*Photograph: Joe Buckley
Shannon Airport is housing the largest aircraft in the world, The Antonov AN-225 for an overnight stay.
The one of its kind six-engine aircraft touched down in Shannon on Wednesday at approximately 2:00pm. The arrival of the plane from China marks the single largest consignment of Personal Protective Equipment to arrive within the state on a single aircraft.
The Antonov AN-225 arrived in Shannon Airport with a quantity of 874,780 gowns to be redistributed to medical personnel throughout the country. Earlier in the week on Monday June 8th, a Boeing 737 landed containing 125, 920 gowns. The accessibility of Shannon Airport throughout the pandemic has led to a multitude of essential deliveries of Personal Protective Equipment by air, making Europe’s most westerly airport the forerunner in the fight on COVID-19 in Ireland.
The Ukrainian built, six-storey high AN-225 weighs 640 tonnes and has a wingspan of 88 metres, almost four times the height of Loop Head Lighthouse. Manufactured in 1988, the aircraft was built with the intent of furthering the Russian space programme.
This is the fifth time that the aircraft has visited Shannon, with the first visit taking place on 22nd November 1991 when it was carrying 140 tonnes of medical supplies donated from America, heading towards Chernobyl for victims of the 1986 nuclear disaster. Three other subsequent visits took place in October 2006, May 2013 and April 2015.
The journey from China to Shannon included a stopover at Almaty, Kazakhstan and a short interval at Baku in Azerbaijan where some of the cargo was unloaded. The aircraft then departed at 06:30am GMT, arriving at Shannon Airport at 2:00pm on Wednesday. The aircraft is due to return to its home base in Gostomel Airport, Kiev in Ukraine on Thursday June 11th. Boasting the longest runway in Ireland at 3,199 metres, Shannon is the only Irish airport capable of accommodating the AN-225.
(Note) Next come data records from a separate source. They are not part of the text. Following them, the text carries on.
//! The synchronous core: one registry, at most one bound phase timer.
//!
//! Every command here runs to completion before the next tick is handled;
//! the async controller guarantees that by holding one lock around it.

use chrono::Utc;
use log::{debug, info};
use rand::Rng;
use uuid::Uuid;

use crate::models::{BatchSeed, Group};
use crate::refusal::Refusal;
use crate::registry::{Direction, Selection, SessionRegistry};
use crate::timer::{phase, Phase, PhaseTimer, TimerOutcome, ToneKind, FINISH_SECS};

/// Side effects the caller must carry out after a command or tick.
#[derive(Debug, Clone, Default)]
pub struct Effects {
    pub tones: Vec<ToneKind>,
    pub completed: Option<Group>,
}

impl Effects {
    pub fn is_empty(&self) -> bool {
        self.tones.is_empty() && self.completed.is_none()
    }
}

#[derive(Debug, Clone)]
pub struct Classroom {
    registry: SessionRegistry,
    timer: Option<PhaseTimer>,
    review: Option<String>,
}

impl Classroom {
    pub fn new(seeds: Vec<BatchSeed>) -> Self {
        Self {
            registry: SessionRegistry::new(seeds),
            timer: None,
            review: None,
        }
    }

    pub fn registry(&self) -> &SessionRegistry {
        &self.registry
    }

    pub fn timer(&self) -> Option<&PhaseTimer> {
        self.timer.as_ref()
    }

    pub fn review_group(&self) -> Option<&Group> {
        self.review.as_deref().and_then(|id| self.registry.find(id))
    }

    /// The group shown on the big timer: the active one, or one under review.
    pub fn displayed_group(&self) -> Option<&Group> {
        self.registry
            .active_group()
            .or_else(|| self.review_group())
    }

    pub fn is_running(&self) -> bool {
        self.timer.as_ref().is_some_and(PhaseTimer::is_running)
    }

    pub fn nominal_seconds(&self) -> u64 {
        match (&self.timer, &self.review) {
            (Some(timer), _) => timer.session().nominal_seconds,
            (None, Some(_)) => FINISH_SECS,
            (None, None) => 0,
        }
    }

    pub fn actual_elapsed_seconds(&self) -> u64 {
        self.timer
            .as_ref()
            .map(|t| t.session().actual_elapsed_seconds)
            .unwrap_or(0)
    }

    pub fn phase(&self) -> Phase {
        phase(self.nominal_seconds())
    }

    pub fn select_group(&mut self, id: &str) -> Result<Selection, Refusal> {
        let selection = self.registry.select_group(id)?;
        match &selection {
            Selection::Review { .. } => {
                self.timer = None;
                self.review = Some(id.to_string());
            }
            Selection::Activated { .. } => {
                let timer = PhaseTimer::new(Uuid::new_v4().to_string());
                debug!("Session {} bound to group {}", timer.session_id(), id);
                self.timer = Some(timer);
                self.review = None;
            }
        }
        Ok(selection)
    }

    pub fn start(&mut self) -> Result<(), Refusal> {
        if self.review.is_some() {
            return Err(Refusal::GroupCompleted);
        }
        let timer = self.timer.as_mut().ok_or(Refusal::NoActiveGroup)?;
        if timer.start() {
            info!("Session {} running", timer.session_id());
            Ok(())
        } else {
            Err(Refusal::AlreadyRunning)
        }
    }

    pub fn pause(&mut self) -> Result<(), Refusal> {
        let timer = self.timer.as_mut().ok_or(Refusal::NoActiveGroup)?;
        if timer.pause() {
            info!("Session {} paused", timer.session_id());
        }
        Ok(())
    }

    /// Start/pause button. With nothing displayed, prepares the first
    /// pending group instead of starting anything.
    pub fn toggle(&mut self) -> Result<(), Refusal> {
        if self.timer.is_none() && self.review.is_none() {
            let id = self
                .registry
                .first_pending()
                .map(|g| g.id.clone())
                .ok_or(Refusal::NoPendingGroup)?;
            return self.select_group(&id).map(|_| ());
        }

        if self.is_running() {
            self.pause()
        } else {
            self.start()
        }
    }

    pub fn tick(&mut self) -> Effects {
        let outcome = match self.timer.as_mut() {
            Some(timer) => timer.tick(),
            None => TimerOutcome::default(),
        };
        self.apply(outcome)
    }

    pub fn reset(&mut self) -> Result<(), Refusal> {
        if self.review.is_some() {
            return Err(Refusal::GroupCompleted);
        }
        let timer = self.timer.as_mut().ok_or(Refusal::NoActiveGroup)?;
        if timer.reset() {
            Ok(())
        } else {
            Err(Refusal::GroupCompleted)
        }
    }

    pub fn skip_to_next_phase(&mut self) -> Result<Effects, Refusal> {
        if self.review.is_some() {
            return Err(Refusal::GroupCompleted);
        }
        let timer = self.timer.as_mut().ok_or(Refusal::NoActiveGroup)?;
        let outcome = timer.skip_to_next_phase();
        Ok(self.apply(outcome))
    }

    pub fn reorder(&mut self, index: usize, direction: Direction) -> Result<(), Refusal> {
        let running = self.is_running();
        self.registry.reorder(index, direction, running)
    }

    pub fn shuffle<R: Rng + ?Sized>(&mut self, rng: &mut R) -> Result<(), Refusal> {
        self.registry.shuffle(rng)
    }

    pub fn rename(&mut self, id: &str, new_name: &str) -> Result<(), Refusal> {
        self.registry.rename(id, new_name)
    }

    pub fn switch_batch(&mut self, index: usize) -> Result<(), Refusal> {
        self.registry.switch_batch(index)?;
        self.timer = None;
        self.review = None;
        Ok(())
    }

    fn apply(&mut self, outcome: TimerOutcome) -> Effects {
        let completed = if outcome.completed {
            self.complete_active()
        } else {
            None
        };
        Effects {
            tones: outcome.tones,
            completed,
        }
    }

    fn complete_active(&mut self) -> Option<Group> {
        let timer = self.timer.take()?;
        let actual = timer.session().actual_elapsed_seconds;
        match self.registry.mark_active_completed(actual, Utc::now()) {
            Ok(group) => {
                self.review = Some(group.id.clone());
                Some(group)
            }
            Err(refusal) => {
                debug!("Completion ignored: {}", refusal);
                None
            }
        }
    }
}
Shannon resident, photographer and avid plane watcher Joe Buckley reflected on the magical moment that the longest bodied, longest winged and heaviest operational plane in the world touched down on Shannon soil.
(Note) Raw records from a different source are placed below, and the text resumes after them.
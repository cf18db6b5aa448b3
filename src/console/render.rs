use crate::models::GroupStatus;
use crate::snapshot::{format_clock, AssessmentPrompt, ClassroomSnapshot};

/// One line per tick while a group is presenting.
pub fn status_line(snapshot: &ClassroomSnapshot) -> String {
    let name = snapshot
        .displayed
        .as_ref()
        .map(|d| d.name.as_str())
        .unwrap_or("-");
    format!(
        "[{}] {} | {} | {} left in phase",
        snapshot.clock,
        name,
        snapshot.phase_info.label,
        format_clock(snapshot.phase_remaining_secs)
    )
}

pub fn render(snapshot: &ClassroomSnapshot) -> String {
    let mut out = String::new();

    let tabs: Vec<String> = snapshot
        .batches
        .iter()
        .enumerate()
        .map(|(i, label)| {
            if i == snapshot.batch_index {
                format!("[{}] {}", i + 1, label)
            } else {
                format!(" {}  {}", i + 1, label)
            }
        })
        .collect();
    out.push_str(&tabs.join("   "));
    out.push('\n');

    for group in &snapshot.groups {
        let marker = match (group.displayed, group.status) {
            (true, _) => '>',
            (false, GroupStatus::Completed) => '✓',
            _ => ' ',
        };
        let duration = group
            .recorded_duration
            .map(|secs| format!(" ({})", format_clock(secs)))
            .unwrap_or_default();
        out.push_str(&format!(
            "{} {:>2}. {:<8} {:<20} {}{}\n",
            marker, group.position, group.id, group.name, group.status_label, duration
        ));
    }

    match &snapshot.displayed {
        Some(shown) => {
            out.push_str(&format!(
                "\n{}{}\n",
                shown.name,
                if shown.review { " (review)" } else { "" }
            ));
            out.push_str(&format!(
                "{}  {}: {}  [{}]\n",
                snapshot.clock,
                snapshot.phase_info.label,
                snapshot.phase_info.message,
                snapshot.primary_action
            ));
        }
        None => out.push_str("\nSelect a group to start\n"),
    }

    match &snapshot.assessment {
        AssessmentPrompt::Hidden => {}
        AssessmentPrompt::NeedsLink => {
            out.push_str("Set the peer assessment link with `link <url>`\n")
        }
        AssessmentPrompt::Open { link } => {
            out.push_str(&format!("Peer assessment: {}\n", link))
        }
    }

    out
}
“I’m here in Shannon forty-five years and the only thing it compared to was the 1970’s when the Concord came first, there were hundreds and hundreds of people out for the landing. I counted eighty cars on the way up, parked on the grass. The airport row was filled with cars, it was unbelievable They opened up the car park at the tower for people to go in also. Everyone is still flocking at the hundreds to see the unloading of medical supplies.”